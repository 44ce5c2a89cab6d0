//! Lookup client behavior: option composition, the per-query server
//! override, single-flight collapsing and the blocking entry point.

mod helpers;

use helpers::builders::*;
use helpers::mocks::{Reply, ScriptedDiscovery, ScriptedTransport};

use ferrous_resolver_application::ports::{DnsTransport, ServerDiscovery};
use ferrous_resolver_domain::{QueryOptions, RecordType, ResolverOptions, ServerEndpoint};
use ferrous_resolver_infrastructure::LookupClient;
use std::sync::Arc;
use std::time::Duration;

fn options_with(adjust: impl FnOnce(&mut ResolverOptions)) -> ResolverOptions {
    let mut options = ResolverOptions {
        servers: vec!["127.0.0.1:5300".parse().unwrap()],
        use_random_name_server: false,
        auto_resolve_name_servers: false,
        ..Default::default()
    };
    adjust(&mut options);
    options
}

fn client_with(
    udp: &Arc<ScriptedTransport>,
    options: ResolverOptions,
) -> LookupClient {
    LookupClient::builder()
        .with_options(options)
        .with_udp_transport(Arc::clone(udp) as Arc<dyn DnsTransport>)
        .with_tcp_transport(ScriptedTransport::tcp([]) as Arc<dyn DnsTransport>)
        .build()
        .unwrap()
}

#[tokio::test]
async fn query_resolves_through_configured_server() {
    let udp = ScriptedTransport::udp([Reply::Answer(a_response("example.com", 60, EXAMPLE_IP))]);
    let client = client_with(&udp, options_with(|_| {}));

    let response = client.query("example.com", RecordType::A).await.unwrap();

    assert_eq!(response.answers.len(), 1);
    assert_eq!(
        udp.sent_servers(),
        vec!["127.0.0.1:5300".parse::<ServerEndpoint>().unwrap()]
    );
}

#[tokio::test]
async fn per_query_servers_override_roster_and_suppress_discovery() {
    let udp = ScriptedTransport::udp([Reply::Answer(a_response("example.com", 60, EXAMPLE_IP))]);
    let discovery = ScriptedDiscovery::returning(vec!["9.9.9.9:53".parse().unwrap()]);

    let client = LookupClient::builder()
        .with_options(options_with(|o| o.auto_resolve_name_servers = true))
        .with_udp_transport(Arc::clone(&udp) as Arc<dyn DnsTransport>)
        .with_tcp_transport(ScriptedTransport::tcp([]) as Arc<dyn DnsTransport>)
        .with_discovery(Arc::clone(&discovery) as Arc<dyn ServerDiscovery>)
        .build()
        .unwrap();

    let overrides = QueryOptions {
        servers: vec!["127.0.0.9:5399".parse().unwrap()],
        use_random_name_server: Some(false),
        ..Default::default()
    };
    let response = client
        .query_with_options(question("example.com"), overrides)
        .await
        .unwrap();

    assert_eq!(response.answers.len(), 1);
    // the override list replaced the roster entirely
    assert_eq!(
        udp.sent_servers(),
        vec!["127.0.0.9:5399".parse::<ServerEndpoint>().unwrap()]
    );
    // and discovery never ran for this query
    assert_eq!(discovery.calls(), 0);
}

#[tokio::test]
async fn discovered_servers_are_used_when_auto_resolve_is_on() {
    let udp = ScriptedTransport::udp([Reply::Answer(a_response("example.com", 60, EXAMPLE_IP))]);
    let discovery = ScriptedDiscovery::returning(vec!["127.0.0.7:5307".parse().unwrap()]);

    let client = LookupClient::builder()
        .with_options(ResolverOptions {
            servers: Vec::new(),
            use_random_name_server: false,
            ..Default::default()
        })
        .with_udp_transport(Arc::clone(&udp) as Arc<dyn DnsTransport>)
        .with_tcp_transport(ScriptedTransport::tcp([]) as Arc<dyn DnsTransport>)
        .with_discovery(Arc::clone(&discovery) as Arc<dyn ServerDiscovery>)
        .build()
        .unwrap();

    let response = client.query("example.com", RecordType::A).await.unwrap();

    assert_eq!(response.answers.len(), 1);
    assert_eq!(discovery.calls(), 1);
    assert_eq!(
        udp.sent_servers(),
        vec!["127.0.0.7:5307".parse::<ServerEndpoint>().unwrap()]
    );
}

#[tokio::test]
async fn empty_roster_fails_before_any_io() {
    let udp = ScriptedTransport::udp([]);
    let client = client_with(
        &udp,
        ResolverOptions {
            servers: Vec::new(),
            auto_resolve_name_servers: false,
            ..Default::default()
        },
    );

    let result = client.query("example.com", RecordType::A).await;

    assert!(matches!(
        result,
        Err(ferrous_resolver_domain::ResolveError::EmptyServers)
    ));
    assert_eq!(udp.sent_count(), 0);
}

#[tokio::test(flavor = "multi_thread", worker_threads = 2)]
async fn concurrent_identical_questions_collapse_to_one_upstream_query() {
    let udp = ScriptedTransport::udp([Reply::AnswerAfter(
        a_response("example.com", 60, EXAMPLE_IP),
        Duration::from_millis(50),
    )]);
    let client = Arc::new(client_with(&udp, options_with(|o| o.retries = 0)));

    let first = {
        let client = Arc::clone(&client);
        tokio::spawn(async move { client.query("example.com", RecordType::A).await })
    };
    tokio::time::sleep(Duration::from_millis(10)).await;
    let second = {
        let client = Arc::clone(&client);
        tokio::spawn(async move { client.query("example.com", RecordType::A).await })
    };

    let first = first.await.unwrap().unwrap();
    let second = second.await.unwrap().unwrap();

    assert_eq!(first.answers, second.answers);
    assert_eq!(udp.sent_count(), 1, "followers must share the leader's result");
}

#[tokio::test]
async fn invalid_name_is_rejected_without_io() {
    let udp = ScriptedTransport::udp([]);
    let client = client_with(&udp, options_with(|_| {}));

    let result = client.query("bad..name", RecordType::A).await;

    assert!(matches!(
        result,
        Err(ferrous_resolver_domain::ResolveError::InvalidName(_))
    ));
    assert_eq!(udp.sent_count(), 0);
}

#[test]
fn blocking_entry_point_resolves_without_an_ambient_runtime() {
    let udp = ScriptedTransport::udp([Reply::Answer(a_response("example.com", 60, EXAMPLE_IP))]);
    let client = client_with(&udp, options_with(|_| {}));

    let response = client.query_sync("example.com", RecordType::A).unwrap();

    assert_eq!(response.answers.len(), 1);
    assert_eq!(udp.sent_count(), 1);
}

#[tokio::test]
async fn lookup_host_merges_a_and_aaaa_answers() {
    let udp = ScriptedTransport::udp([
        Reply::Answer(a_response("example.com", 60, EXAMPLE_IP)),
        Reply::Answer(empty_response("example.com")),
    ]);
    // empty AAAA means the second query rotates nowhere: single server,
    // empty answer comes straight back
    let client = client_with(&udp, options_with(|o| o.use_cache = false));

    let addresses = client.lookup_host("example.com").await.unwrap();

    assert_eq!(addresses, vec![std::net::IpAddr::V4(EXAMPLE_IP)]);
    assert_eq!(udp.sent_count(), 2);
}

#[tokio::test]
async fn builder_rejects_invalid_options() {
    let result = LookupClient::builder()
        .with_options(ResolverOptions {
            timeout: Some(Duration::ZERO),
            ..Default::default()
        })
        .build();
    assert!(result.is_err());
}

————————

INSTRUCTIONS FOR THE TASK: Output all of the data without altering a single line.

EXERCISE SOLUTION:
repository 44ce5c2a89cab6d0
//! Lookup client behavior: option composition, the per-query server
//! override, single-flight collapsing and the blocking entry point.

mod helpers;

use helpers::builders::*;
use helpers::mocks::{Reply, ScriptedDiscovery, ScriptedTransport};

use ferrous_resolver_application::ports::{DnsTransport, ServerDiscovery};
use ferrous_resolver_domain::{QueryOptions, RecordType, ResolverOptions, ServerEndpoint};
use ferrous_resolver_infrastructure::LookupClient;
use std::sync::Arc;
use std::time::Duration;

fn options_with(adjust: impl FnOnce(&mut ResolverOptions)) -> ResolverOptions {
    let mut options = ResolverOptions {
        servers: vec!["127.0.0.1:5300".parse().unwrap()],
        use_random_name_server: false,
        auto_resolve_name_servers: false,
        ..Default::default()
    };
    adjust(&mut options);
    options
}

fn client_with(
    udp: &Arc<ScriptedTransport>,
    options: ResolverOptions,
) -> LookupClient {
    LookupClient::builder()
        .with_options(options)
        .with_udp_transport(Arc::clone(udp) as Arc<dyn DnsTransport>)
        .with_tcp_transport(ScriptedTransport::tcp([]) as Arc<dyn DnsTransport>)
        .build()
        .unwrap()
}

#[tokio::test]
async fn query_resolves_through_configured_server() {
    let udp = ScriptedTransport::udp([Reply::Answer(a_response("example.com", 60, EXAMPLE_IP))]);
    let client = client_with(&udp, options_with(|_| {}));

    let response = client.query("example.com", RecordType::A).await.unwrap();

    assert_eq!(response.answers.len(), 1);
    assert_eq!(
        udp.sent_servers(),
        vec!["127.0.0.1:5300".parse::<ServerEndpoint>().unwrap()]
    );
}

#[tokio::test]
async fn per_query_servers_override_roster_and_suppress_discovery() {
    let udp = ScriptedTransport::udp([Reply::Answer(a_response("example.com", 60, EXAMPLE_IP))]);
    let discovery = ScriptedDiscovery::returning(vec!["9.9.9.9:53".parse().unwrap()]);

    let client = LookupClient::builder()
        .with_options(options_with(|o| o.auto_resolve_name_servers = true))
        .with_udp_transport(Arc::clone(&udp) as Arc<dyn DnsTransport>)
        .with_tcp_transport(ScriptedTransport::tcp([]) as Arc<dyn DnsTransport>)
        .with_discovery(Arc::clone(&discovery) as Arc<dyn ServerDiscovery>)
        .build()
        .unwrap();

    let overrides = QueryOptions {
        servers: vec!["127.0.0.9:5399".parse().unwrap()],
        use_random_name_server: Some(false),
        ..Default::default()
    };
    let response = client
        .query_with_options(question("example.com"), overrides)
        .await
        .unwrap();

    assert_eq!(response.answers.len(), 1);
    // the override list replaced the roster entirely
    assert_eq!(
        udp.sent_servers(),
        vec!["127.0.0.9:5399".parse::<ServerEndpoint>().unwrap()]
    );
    // and discovery never ran for this query
    assert_eq!(discovery.calls(), 0);
}

#[tokio::test]
async fn discovered_servers_are_used_when_auto_resolve_is_on() {
    let udp = ScriptedTransport::udp([Reply::Answer(a_response("example.com", 60, EXAMPLE_IP))]);
    let discovery = ScriptedDiscovery::returning(vec!["127.0.0.7:5307".parse().unwrap()]);

    let client = LookupClient::builder()
        .with_options(ResolverOptions {
            servers: Vec::new(),
            use_random_name_server: false,
            ..Default::default()
        })
        .with_udp_transport(Arc::clone(&udp) as Arc<dyn DnsTransport>)
        .with_tcp_transport(ScriptedTransport::tcp([]) as Arc<dyn DnsTransport>)
        .with_discovery(Arc::clone(&discovery) as Arc<dyn ServerDiscovery>)
        .build()
        .unwrap();

    let response = client.query("example.com", RecordType::A).await.unwrap();

    assert_eq!(response.answers.len(), 1);
    assert_eq!(discovery.calls(), 1);
    assert_eq!(
        udp.sent_servers(),
        vec!["127.0.0.7:5307".parse::<ServerEndpoint>().unwrap()]
    );
}

#[tokio::test]
async fn empty_roster_fails_before_any_io() {
    let udp = ScriptedTransport::udp([]);
    let client = client_with(
        &udp,
        ResolverOptions {
            servers: Vec::new(),
            auto_resolve_name_servers: false,
            ..Default::default()
        },
    );

    let result = client.query("example.com", RecordType::A).await;

    assert!(matches!(
        result,
        Err(ferrous_resolver_domain::ResolveError::EmptyServers)
    ));
    assert_eq!(udp.sent_count(), 0);
}

#[tokio::test(flavor = "multi_thread", worker_threads = 2)]
async fn concurrent_identical_questions_collapse_to_one_upstream_query() {
    let udp = ScriptedTransport::udp([Reply::AnswerAfter(
        a_response("example.com", 60, EXAMPLE_IP),
        Duration::from_millis(50),
    )]);
    let client = Arc::new(client_with(&udp, options_with(|o| o.retries = 0)));

    let first = {
        let client = Arc::clone(&client);
        tokio::spawn(async move { client.query("example.com", RecordType::A).await })
    };
    tokio::time::sleep(Duration::from_millis(10)).await;
    let second = {
        let client = Arc::clone(&client);
        tokio::spawn(async move { client.query("example.com", RecordType::A).await })
    };

    let first = first.await.unwrap().unwrap();
    let second = second.await.unwrap().unwrap();

    assert_eq!(first.answers, second.answers);
    assert_eq!(udp.sent_count(), 1, "followers must share the leader's result");
}

#[tokio::test]
async fn invalid_name_is_rejected_without_io() {
    let udp = ScriptedTransport::udp([]);
    let client = client_with(&udp, options_with(|_| {}));

    let result = client.query("bad..name", RecordType::A).await;

    assert!(matches!(
        result,
        Err(ferrous_resolver_domain::ResolveError::InvalidName(_))
    ));
    assert_eq!(udp.sent_count(), 0);
}

#[test]
fn blocking_entry_point_resolves_without_an_ambient_runtime() {
    let udp = ScriptedTransport::udp([Reply::Answer(a_response("example.com", 60, EXAMPLE_IP))]);
    let client = client_with(&udp, options_with(|_| {}));

    let response = client.query_sync("example.com", RecordType::A).unwrap();

    assert_eq!(response.answers.len(), 1);
    assert_eq!(udp.sent_count(), 1);
}

#[tokio::test]
async fn lookup_host_merges_a_and_aaaa_answers() {
    let udp = ScriptedTransport::udp([
        Reply::Answer(a_response("example.com", 60, EXAMPLE_IP)),
        Reply::Answer(empty_response("example.com")),
    ]);
    // empty AAAA means the second query rotates nowhere: single server,
    // empty answer comes straight back
    let client = client_with(&udp, options_with(|o| o.use_cache = false));

    let addresses = client.lookup_host("example.com").await.unwrap();

    assert_eq!(addresses, vec![std::net::IpAddr::V4(EXAMPLE_IP)]);
    assert_eq!(udp.sent_count(), 2);
}

#[tokio::test]
async fn builder_rejects_invalid_options() {
    let result = LookupClient::builder()
        .with_options(ResolverOptions {
            timeout: Some(Duration::ZERO),
            ..Default::default()
        })
        .build();
    assert!(result.is_err());
}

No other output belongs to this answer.